Of course, Ian insists home is wherever I am, so he may turn the
wrong direction at our corner a few times by mistake, but aside from
that he’d be fine. So he has no passion about the house question one
way or another. Ian’s no real help in discussing any of this because he
loves me and will do what he thinks will make me happy. He doesn’t
struggle with trying to figure out how to make our house work for five
of us, so it’s all the same to him. He would like it if we moved, but
given his way we’d keep our money in the bank and stay where we are. It
leaves me feeling sort of selfish for wanting to go into debt over
closets. I don’t want to be shallow, and compared to the space my
brother in New York lives in, I have nothing to complain about. But
Milwaukee is not New York and our needs are very different, so I try not
to get distracted by that thought.
It helped to talk to my friend Gabby. She’s moved a few times since
she started having kids and I asked her if it was hard leaving a house
that felt special. She said matter of factly that a house is just a
building and that I should have a dishwasher. Another friend told me
today that if I’m still thinking about it so much I should just do it.
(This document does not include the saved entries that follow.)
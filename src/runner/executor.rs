use crate::runner::session::Asserter;
use crate::runner::types::{GroupFailure, TestFn};
use std::any::Any;
use tracing::debug;

/// Run a test function to completion on its own task.
///
/// Returned errors and panics, including panics raised before the first
/// await, come back as `GroupFailure` instead of unwinding into the caller.
///
/// Must be awaited inside a tokio runtime; `tokio::spawn` panics otherwise.
pub async fn execute_test_fn(test_fn: TestFn, asserter: Asserter) -> Result<(), GroupFailure> {
    let handle = tokio::spawn(async move { test_fn(asserter).await });

    match handle.await {
        Ok(Ok(())) => Ok(()),
        Ok(Err(e)) => Err(GroupFailure::Error(e)),
        Err(join_error) if join_error.is_panic() => {
            let message = panic_message(join_error.into_panic());
            debug!("Test function panicked: {}", message);
            Err(GroupFailure::Panicked(message))
        }
        Err(_) => Err(GroupFailure::Cancelled),
    }
}

fn panic_message(payload: Box<dyn Any + Send>) -> String {
    if let Some(s) = payload.downcast_ref::<&str>() {
        s.to_string()
    } else if let Some(s) = payload.downcast_ref::<String>() {
        s.clone()
    } else {
        "non-string panic payload".to_string()
    }
}

#[cfg(test)]
mod tests {
    use super::*;
    use crate::runner::TestSession;
    use crate::runner::types::{Tally, TestFuture};

    fn boxed<F>(f: F) -> TestFn
    where
        F: FnOnce(Asserter) -> TestFuture + Send + 'static,
    {
        Box::new(f)
    }

    #[tokio::test]
    async fn test_completed_function() {
        let session = TestSession::capturing();
        let asserter = session.asserter();
        let probe = asserter.clone();

        let result = execute_test_fn(
            boxed(|t| -> TestFuture {
                Box::pin(async move {
                    t.assert_equals(1, 1, None);
                    anyhow::Ok(())
                })
            }),
            asserter,
        )
        .await;

        assert!(result.is_ok());
        assert_eq!(probe.tally(), Tally::new(1, 0));
    }

    #[tokio::test]
    async fn test_returned_error_is_contained() {
        let session = TestSession::capturing();
        let result = execute_test_fn(
            boxed(|_| -> TestFuture {
                Box::pin(async { Err::<(), _>(anyhow::anyhow!("fixture missing")) })
            }),
            session.asserter(),
        )
        .await;

        match result {
            Err(GroupFailure::Error(e)) => assert_eq!(e.to_string(), "fixture missing"),
            other => panic!("Expected GroupFailure::Error, got {:?}", other),
        }
    }

    #[tokio::test]
    async fn test_panic_before_first_await_is_contained() {
        let session = TestSession::capturing();
        let result = execute_test_fn(
            boxed(|_| panic!("thrown synchronously")),
            session.asserter(),
        )
        .await;

        match result {
            Err(GroupFailure::Panicked(msg)) => assert_eq!(msg, "thrown synchronously"),
            other => panic!("Expected GroupFailure::Panicked, got {:?}", other),
        }
    }

    #[test]
    fn test_panic_message_payloads() {
        assert_eq!(panic_message(Box::new("static")), "static");
        assert_eq!(panic_message(Box::new("owned".to_string())), "owned");
        assert_eq!(panic_message(Box::new(42_u8)), "non-string panic payload");
    }
}
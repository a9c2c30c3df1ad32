//! Askama filters shared by the storefront templates.

use std::borrow::Borrow;
use std::fmt::Display;

/// Highest rating a review can give.
const MAX_STARS: usize = 5;

/// Render an average rating as five stars, rounded to the nearest whole star.
///
/// Usage in templates: `{{ product.rating|stars }}`
#[allow(clippy::unnecessary_wraps)]
#[askama::filter_fn]
pub fn stars(rating: impl Borrow<f32>, _env: &dyn askama::Values) -> askama::Result<String> {
    Ok(star_string(*rating.borrow()))
}

#[allow(clippy::cast_possible_truncation, clippy::cast_sign_loss, clippy::cast_precision_loss)]
fn star_string(rating: f32) -> String {
    let filled = (rating.clamp(0.0, MAX_STARS as f32).round() as usize).min(MAX_STARS);
    let mut out = "\u{2605}".repeat(filled);
    out.push_str(&"\u{2606}".repeat(MAX_STARS - filled));
    out
}

/// The year shown in the footer.
///
/// Usage in templates: `{{ ""|current_year }}`
#[allow(clippy::unnecessary_wraps)]
#[askama::filter_fn]
pub fn current_year(_value: impl Display, _env: &dyn askama::Values) -> askama::Result<i32> {
    use chrono::Datelike;
    Ok(chrono::Utc::now().year())
}

/// Short content hash of the stylesheet, set by `build.rs`.
///
/// Empty when the stylesheet could not be hashed; the layout then links the
/// unhashed file.
///
/// Usage in templates: `{{ ""|css_hash }}`
#[allow(clippy::unnecessary_wraps)]
#[askama::filter_fn]
pub fn css_hash(_value: impl Display, _env: &dyn askama::Values) -> askama::Result<&'static str> {
    Ok(env!("STOREFRONT_CSS_HASH"))
}

#[cfg(test)]
mod tests {
    use super::*;

    #[test]
    fn test_star_string_rounds_and_clamps() {
        assert_eq!(star_string(4.5), "\u{2605}\u{2605}\u{2605}\u{2605}\u{2605}");
        assert_eq!(star_string(3.2), "\u{2605}\u{2605}\u{2605}\u{2606}\u{2606}");
        assert_eq!(star_string(0.0), "\u{2606}".repeat(5));
        assert_eq!(star_string(9.0).chars().count(), 5);
        assert_eq!(star_string(-1.0), "\u{2606}".repeat(5));
    }
}
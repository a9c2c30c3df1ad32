//! Shopping cart state container.
//!
//! The cart lives in the visitor's session and is rehydrated on every request.
//! Lines are unique by product ID and always hold a quantity of at least one.

use rust_decimal::Decimal;
use serde::{Deserialize, Serialize};
use thiserror::Error;
use tower_sessions::Session;

use marketstall_core::ProductId;

use super::session_keys;
use crate::backend::Product;

/// Upper bound for a single line's quantity.
pub const MAX_LINE_QUANTITY: u32 = 99;

/// Errors from cart mutations. A failed mutation leaves the cart unchanged.
#[derive(Debug, Clone, PartialEq, Eq, Error)]
pub enum CartError {
    #[error("quantity must be at least 1")]
    ZeroQuantity,
    #[error("product {0} is not in the cart")]
    NotInCart(ProductId),
    #[error("product is out of stock")]
    OutOfStock,
}

/// A line in the cart.
#[derive(Debug, Clone, PartialEq, Eq, Serialize, Deserialize)]
pub struct CartItem {
    pub id: ProductId,
    pub name: String,
    pub price: Decimal,
    pub quantity: u32,
    pub product_images: Vec<String>,
    /// Units in stock when the product was last added.
    #[serde(default = "default_available")]
    pub available: u32,
}

const fn default_available() -> u32 {
    MAX_LINE_QUANTITY
}

impl CartItem {
    /// Build a line from an authoritative backend product.
    #[must_use]
    pub fn from_product(product: &Product, quantity: u32) -> Self {
        Self {
            id: product.id.clone(),
            name: product.name.clone(),
            price: product.price,
            quantity,
            product_images: product.images.clone(),
            available: product.stock,
        }
    }

    /// Most units this line may hold: the known stock, at most
    /// [`MAX_LINE_QUANTITY`] and never below one.
    #[must_use]
    pub fn max_quantity(&self) -> u32 {
        self.available.clamp(1, MAX_LINE_QUANTITY)
    }

    /// Price multiplied by quantity.
    #[must_use]
    pub fn line_total(&self) -> Decimal {
        self.price * Decimal::from(self.quantity)
    }

    /// Thumbnail image, if any.
    #[must_use]
    pub fn image(&self) -> Option<&str> {
        self.product_images.first().map(String::as_str)
    }
}

/// Result of changing a line's quantity.
#[derive(Debug, Clone, Copy, PartialEq, Eq)]
pub struct LineOutcome {
    /// Line quantity after the change.
    pub quantity: u32,
    /// Whether the requested quantity was reduced to fit stock or the line cap.
    pub clamped: bool,
}

impl LineOutcome {
    fn capped(wanted: u32, cap: u32) -> Self {
        let quantity = wanted.min(cap);
        Self {
            quantity,
            clamped: quantity < wanted,
        }
    }
}

/// The visitor's cart.
#[derive(Debug, Clone, Default, PartialEq, Eq, Serialize, Deserialize)]
pub struct Cart {
    items: Vec<CartItem>,
}

impl Cart {
    /// Lines in the order they were first added.
    #[must_use]
    pub fn items(&self) -> &[CartItem] {
        &self.items
    }

    /// Look up a line by product ID.
    #[must_use]
    pub fn get(&self, id: &ProductId) -> Option<&CartItem> {
        self.items.iter().find(|item| &item.id == id)
    }

    fn get_mut(&mut self, id: &ProductId) -> Result<&mut CartItem, CartError> {
        self.items
            .iter_mut()
            .find(|item| &item.id == id)
            .ok_or_else(|| CartError::NotInCart(id.clone()))
    }

    #[must_use]
    pub fn is_empty(&self) -> bool {
        self.items.is_empty()
    }

    /// Total number of units across all lines.
    #[must_use]
    pub fn item_count(&self) -> u32 {
        self.items.iter().map(|item| item.quantity).sum()
    }

    /// Sum of every line's price times quantity.
    #[must_use]
    pub fn subtotal(&self) -> Decimal {
        self.items.iter().map(CartItem::line_total).sum()
    }

    /// Add `item.quantity` units of a product.
    ///
    /// If the product is already in the cart its quantity is increased and
    /// its name, price, images and stock are refreshed from `item`; no second
    /// line is created. The resulting quantity is capped at `item.available`
    /// units and at [`MAX_LINE_QUANTITY`].
    ///
    /// # Errors
    ///
    /// Returns `ZeroQuantity` when asked to add nothing and `OutOfStock` when
    /// nothing is available.
    pub fn add(&mut self, item: CartItem) -> Result<LineOutcome, CartError> {
        if item.quantity == 0 {
            return Err(CartError::ZeroQuantity);
        }
        if item.available == 0 {
            return Err(CartError::OutOfStock);
        }

        let existing = self.get(&item.id).map_or(0, |line| line.quantity);
        let outcome =
            LineOutcome::capped(existing.saturating_add(item.quantity), item.max_quantity());

        match self.items.iter_mut().find(|line| line.id == item.id) {
            Some(line) => {
                line.name = item.name;
                line.price = item.price;
                line.product_images = item.product_images;
                line.available = item.available;
                line.quantity = outcome.quantity;
            }
            None => self.items.push(CartItem {
                quantity: outcome.quantity,
                ..item
            }),
        }

        Ok(outcome)
    }

    /// Set a line's quantity, capped at the line's stock and
    /// [`MAX_LINE_QUANTITY`].
    ///
    /// # Errors
    ///
    /// Returns `ZeroQuantity` for a quantity below one and `NotInCart` for an
    /// unknown product. The cart is unchanged on error.
    pub fn set_quantity(&mut self, id: &ProductId, quantity: u32) -> Result<LineOutcome, CartError> {
        if quantity == 0 {
            return Err(CartError::ZeroQuantity);
        }
        let line = self.get_mut(id)?;
        let outcome = LineOutcome::capped(quantity, line.max_quantity());
        line.quantity = outcome.quantity;
        Ok(outcome)
    }

    /// Add one unit to a line, up to the line's stock and
    /// [`MAX_LINE_QUANTITY`].
    ///
    /// # Errors
    ///
    /// Returns `NotInCart` for an unknown product.
    pub fn increment(&mut self, id: &ProductId) -> Result<LineOutcome, CartError> {
        let line = self.get_mut(id)?;
        let outcome = LineOutcome::capped(line.quantity.saturating_add(1), line.max_quantity());
        line.quantity = outcome.quantity;
        Ok(outcome)
    }

    /// Remove one unit from a line. A line at quantity one is left as is.
    ///
    /// # Errors
    ///
    /// Returns `NotInCart` for an unknown product.
    pub fn decrement(&mut self, id: &ProductId) -> Result<u32, CartError> {
        let line = self.get_mut(id)?;
        if line.quantity > 1 {
            line.quantity -= 1;
        }
        Ok(line.quantity)
    }

    /// Remove a line entirely, returning it if it was present.
    pub fn remove(&mut self, id: &ProductId) -> Option<CartItem> {
        let index = self.items.iter().position(|item| &item.id == id)?;
        Some(self.items.remove(index))
    }

    /// Empty the cart.
    pub fn clear(&mut self) {
        self.items.clear();
    }

    // =========================================================================
    // Session persistence
    // =========================================================================

    /// Rehydrate the cart from the session.
    ///
    /// A missing or unreadable cart yields an empty one.
    pub async fn load(session: &Session) -> Self {
        match session.get::<Self>(session_keys::CART).await {
            Ok(Some(cart)) => cart.sanitized(),
            Ok(None) => Self::default(),
            Err(e) => {
                tracing::warn!(error = %e, "Discarding unreadable cart from session");
                Self::default()
            }
        }
    }

    /// Persist the cart to the session.
    ///
    /// # Errors
    ///
    /// Returns an error if the session cannot be written.
    pub async fn save(&self, session: &Session) -> Result<(), tower_sessions::session::Error> {
        session.insert(session_keys::CART, self).await
    }

    /// Re-establish invariants on data read back from storage: merge duplicate
    /// IDs, drop zero-quantity lines and apply each line's cap.
    fn sanitized(self) -> Self {
        let mut cart = Self::default();
        for item in self.items {
            if item.quantity == 0 {
                continue;
            }
            match cart.items.iter_mut().find(|line| line.id == item.id) {
                Some(line) => {
                    line.quantity = line
                        .quantity
                        .saturating_add(item.quantity)
                        .min(line.max_quantity());
                }
                None => cart.items.push(CartItem {
                    quantity: item.quantity.min(item.max_quantity()),
                    ..item
                }),
            }
        }
        cart
    }
}
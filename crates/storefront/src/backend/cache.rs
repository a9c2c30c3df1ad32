//! Cache types for catalog responses.

use marketstall_core::ProductId;

use super::types::{Product, ProductPage, ProductQuery};

/// Cache key for catalog reads.
#[derive(Debug, Clone, Hash, PartialEq, Eq)]
pub enum CacheKey {
    Product(ProductId),
    Products(ProductQuery),
    Categories,
}

/// Cached value types.
#[derive(Debug, Clone)]
pub enum CacheValue {
    Product(Box<Product>),
    Products(ProductPage),
    Categories(Vec<String>),
}
//! CSP nonce middleware for inline script protection.
//!
//! Generates a unique, cryptographically random nonce per request.
//! Templates put it on `<script nonce="...">` tags and
//! `security_headers_middleware` echoes it in the CSP header.

use axum::{
    extract::{FromRequestParts, Request},
    http::request::Parts,
    middleware::Next,
    response::Response,
};
use base64::{Engine, engine::general_purpose::STANDARD};
use rand::RngCore;

/// A CSP nonce value for inline scripts.
///
/// Each request gets a unique, cryptographically random nonce (128-bit, base64-encoded).
#[derive(Clone, Debug)]
pub struct CspNonce(pub String);

impl CspNonce {
    /// Generate a new random nonce.
    #[must_use]
    pub fn generate() -> Self {
        let mut bytes = [0u8; 16];
        rand::rng().fill_bytes(&mut bytes);
        Self(STANDARD.encode(bytes))
    }

    /// Get the nonce value for use in templates.
    #[must_use]
    pub fn value(&self) -> &str {
        &self.0
    }

    /// The CSP source expression, e.g. `'nonce-abc=='`.
    #[must_use]
    pub fn source(&self) -> String {
        format!("'nonce-{}'", self.0)
    }
}

/// Middleware that generates a CSP nonce and stores it in request extensions.
///
/// The security headers middleware reads the same nonce from the response
/// extensions, so this layer must wrap the handlers (be added after it).
pub async fn csp_nonce_middleware(mut request: Request, next: Next) -> Response {
    let nonce = CspNonce::generate();
    request.extensions_mut().insert(nonce.clone());
    let mut response = next.run(request).await;
    response.extensions_mut().insert(nonce);
    response
}

impl<S> FromRequestParts<S> for CspNonce
where
    S: Send + Sync,
{
    type Rejection = std::convert::Infallible;

    async fn from_request_parts(parts: &mut Parts, _state: &S) -> Result<Self, Self::Rejection> {
        Ok(parts.extensions.get::<Self>().cloned().unwrap_or_else(|| {
            tracing::warn!(
                "CSP nonce not found in request extensions - middleware may be misconfigured"
            );
            Self(String::new())
        }))
    }
}
//! Account route handlers.
//!
//! These routes require authentication. Orders and the wishlist are read
//! from the backend with the visitor's bearer token.

use askama::Template;
use askama_web::WebTemplate;
use axum::{
    Form,
    extract::{Path, State},
    response::{IntoResponse, Redirect, Response},
};
use serde::Deserialize;
use tower_sessions::Session;
use tracing::instrument;

use marketstall_core::{OrderId, ProductId};

use crate::backend::{Order, Product};
use crate::error::{AppError, Result, add_breadcrumb};
use crate::filters;
use crate::middleware::{Page, RequireAuth, safe_next};
use crate::models::{CurrentUser, Toast};
use crate::state::AppState;

use super::{recover, require, write_failed};

/// Orders listed on the account overview.
const RECENT_ORDERS: usize = 5;

/// Account overview page template.
#[derive(Template, WebTemplate)]
#[template(path = "account/index.html")]
pub struct AccountIndexTemplate {
    pub page: Page,
    pub user: CurrentUser,
    /// Most recent orders only.
    pub orders: Vec<Order>,
    pub order_count: usize,
}

/// Order history page template.
#[derive(Template, WebTemplate)]
#[template(path = "account/orders.html")]
pub struct OrdersTemplate {
    pub page: Page,
    pub orders: Vec<Order>,
}

/// Order detail page template.
#[derive(Template, WebTemplate)]
#[template(path = "account/order.html")]
pub struct OrderTemplate {
    pub page: Page,
    pub order: Order,
}

/// Wishlist page template.
#[derive(Template, WebTemplate)]
#[template(path = "account/wishlist.html")]
pub struct WishlistTemplate {
    pub page: Page,
    pub products: Vec<Product>,
}

/// Wishlist form data; `return_to` lets product pages send the visitor back.
#[derive(Debug, Default, Deserialize)]
pub struct WishlistForm {
    pub return_to: Option<String>,
}

impl WishlistForm {
    fn back_to(&self) -> &str {
        safe_next(self.return_to.as_deref()).unwrap_or("/account/wishlist")
    }
}

/// Display account overview page.
#[instrument(skip_all, fields(user_id = %user.id))]
pub async fn index(
    State(state): State<AppState>,
    session: Session,
    RequireAuth(user): RequireAuth,
    mut page: Page,
) -> Result<impl IntoResponse> {
    let orders = state.api().my_orders(&user.token).await;
    let mut orders = recover(&session, &mut page, orders).await?;
    let order_count = orders.len();
    orders.truncate(RECENT_ORDERS);

    Ok(AccountIndexTemplate {
        page,
        user,
        orders,
        order_count,
    })
}

/// Display the order history.
#[instrument(skip_all, fields(user_id = %user.id))]
pub async fn orders(
    State(state): State<AppState>,
    session: Session,
    RequireAuth(user): RequireAuth,
    mut page: Page,
) -> Result<impl IntoResponse> {
    let orders = state.api().my_orders(&user.token).await;
    let orders = recover(&session, &mut page, orders).await?;

    Ok(OrdersTemplate { page, orders })
}

/// Display a single order.
#[instrument(skip(state, session, page, user), fields(user_id = %user.id))]
pub async fn order_detail(
    State(state): State<AppState>,
    session: Session,
    RequireAuth(user): RequireAuth,
    page: Page,
    Path(id): Path<String>,
) -> Result<impl IntoResponse> {
    let id = OrderId::parse(&id).map_err(|_| AppError::NotFound(format!("order {id}")))?;
    let order = require(&session, state.api().get_order(&user.token, &id).await).await?;

    Ok(OrderTemplate { page, order })
}

/// Display the wishlist.
#[instrument(skip_all, fields(user_id = %user.id))]
pub async fn wishlist(
    State(state): State<AppState>,
    session: Session,
    RequireAuth(user): RequireAuth,
    mut page: Page,
) -> Result<impl IntoResponse> {
    let products = state.api().wishlist(&user.token).await;
    let products = recover(&session, &mut page, products).await?;

    Ok(WishlistTemplate { page, products })
}

fn parse_product_id(raw: &str) -> Result<ProductId> {
    ProductId::parse(raw).map_err(|_| AppError::NotFound(format!("product {raw}")))
}

/// Add a product to the wishlist.
#[instrument(skip(state, session, user, form), fields(user_id = %user.id))]
pub async fn add_to_wishlist(
    State(state): State<AppState>,
    session: Session,
    RequireAuth(user): RequireAuth,
    Path(product_id): Path<String>,
    Form(form): Form<WishlistForm>,
) -> Result<Response> {
    let id = parse_product_id(&product_id)?;

    match state.api().add_to_wishlist(&user.token, &id).await {
        Ok(()) => {
            add_breadcrumb("wishlist", "Added item", Some(&[("product_id", id.as_str())]));
            Toast::success("Saved to your wishlist.").push(&session).await;
            Ok(Redirect::to(form.back_to()).into_response())
        }
        Err(e) => write_failed(&session, e, form.back_to()).await,
    }
}

/// Remove a product from the wishlist.
#[instrument(skip(state, session, user, form), fields(user_id = %user.id))]
pub async fn remove_from_wishlist(
    State(state): State<AppState>,
    session: Session,
    RequireAuth(user): RequireAuth,
    Path(product_id): Path<String>,
    Form(form): Form<WishlistForm>,
) -> Result<Response> {
    let id = parse_product_id(&product_id)?;

    match state.api().remove_from_wishlist(&user.token, &id).await {
        Ok(()) => {
            add_breadcrumb("wishlist", "Removed item", Some(&[("product_id", id.as_str())]));
            Toast::info("Removed from your wishlist.").push(&session).await;
            Ok(Redirect::to(form.back_to()).into_response())
        }
        Err(e) => write_failed(&session, e, form.back_to()).await,
    }
}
She says if I didn’t feel a connection with the new house I wouldn’t
keep coming back to the idea.
The funniest objections come from Aden. She is sentimental about
some crazy things, and her big points about staying in our current house
are all concerns over how we could possibly move anything. How can we
move the curio cabinet without all the little things falling over? How
would we ever move her bed? What would we do with our couches? The TV
is mounted to the wall, so how would we move that? What about her toy
kitchen set? Hmm? HMMM? Talking her through some of this does make me
look at my concerns in a clearer light. Some of the things I cling to
look just as ridiculous to other people, I’m sure.
But Aden’s warming
up. I think she didn’t realize that our neighbors’ stuff would be
leaving that house first, and we keep explaining that everything we own
that she mentioned is all stuff we brought into the house in the first
place, and can just as easily be carried across the street. I told her
if we moved she and her sister could have the bedroom with the little
balcony. (Mona got so excited and said, “A balcony! We could have the
balcony! …What’s a balcony?”) She could have her own plants to grow
out there, and she could make snowballs to throw down below, and maybe
we could put out a birdfeeder right by her window. I think that did the
trick, because she came up to me the other day and said quietly that if
I really really wanted to move, she would come too.
So we’ll see. Real estate issues are complicated and expensive and
confusing, and nothing is settled until it’s settled according to lots
of pieces of signed paper.
All of this would be better dealt with a year from now, when we’d
have more money saved up and our business would have more time to get
established, and Ian would be home. But we don’t get to pick the timing
of certain opportunities. It’s a little like when I talk to people
about waiting for the right time to have kids. There is no right time
to have kids–you prepare the best you can and dive in.
I will share the
one thought that haunts me, though. As much as I lean toward moving
across the street, I worry about what that means if Ian doesn’t come
home next year. If the worst comes true, and my husband dies in Iraq, I
would want to live in the house he picked out for me, closets be
damned. I know that’s a dark way to look at things, but it’s the
reality of having a spouse off at war. Any of us can have our lives
permanently changed at any moment, but being married to a soldier is
like living under the threat of swift change all the time. So buying a
new house is a way of looking forward, not back, and embracing the hope
that we will all be together again by this time next year. Maybe the
healthy thing is to buy the house.
(That sounds settled, doesn’t it? But I know at about three in the
morning when I can’t sleep, the ping pong game will start over again.)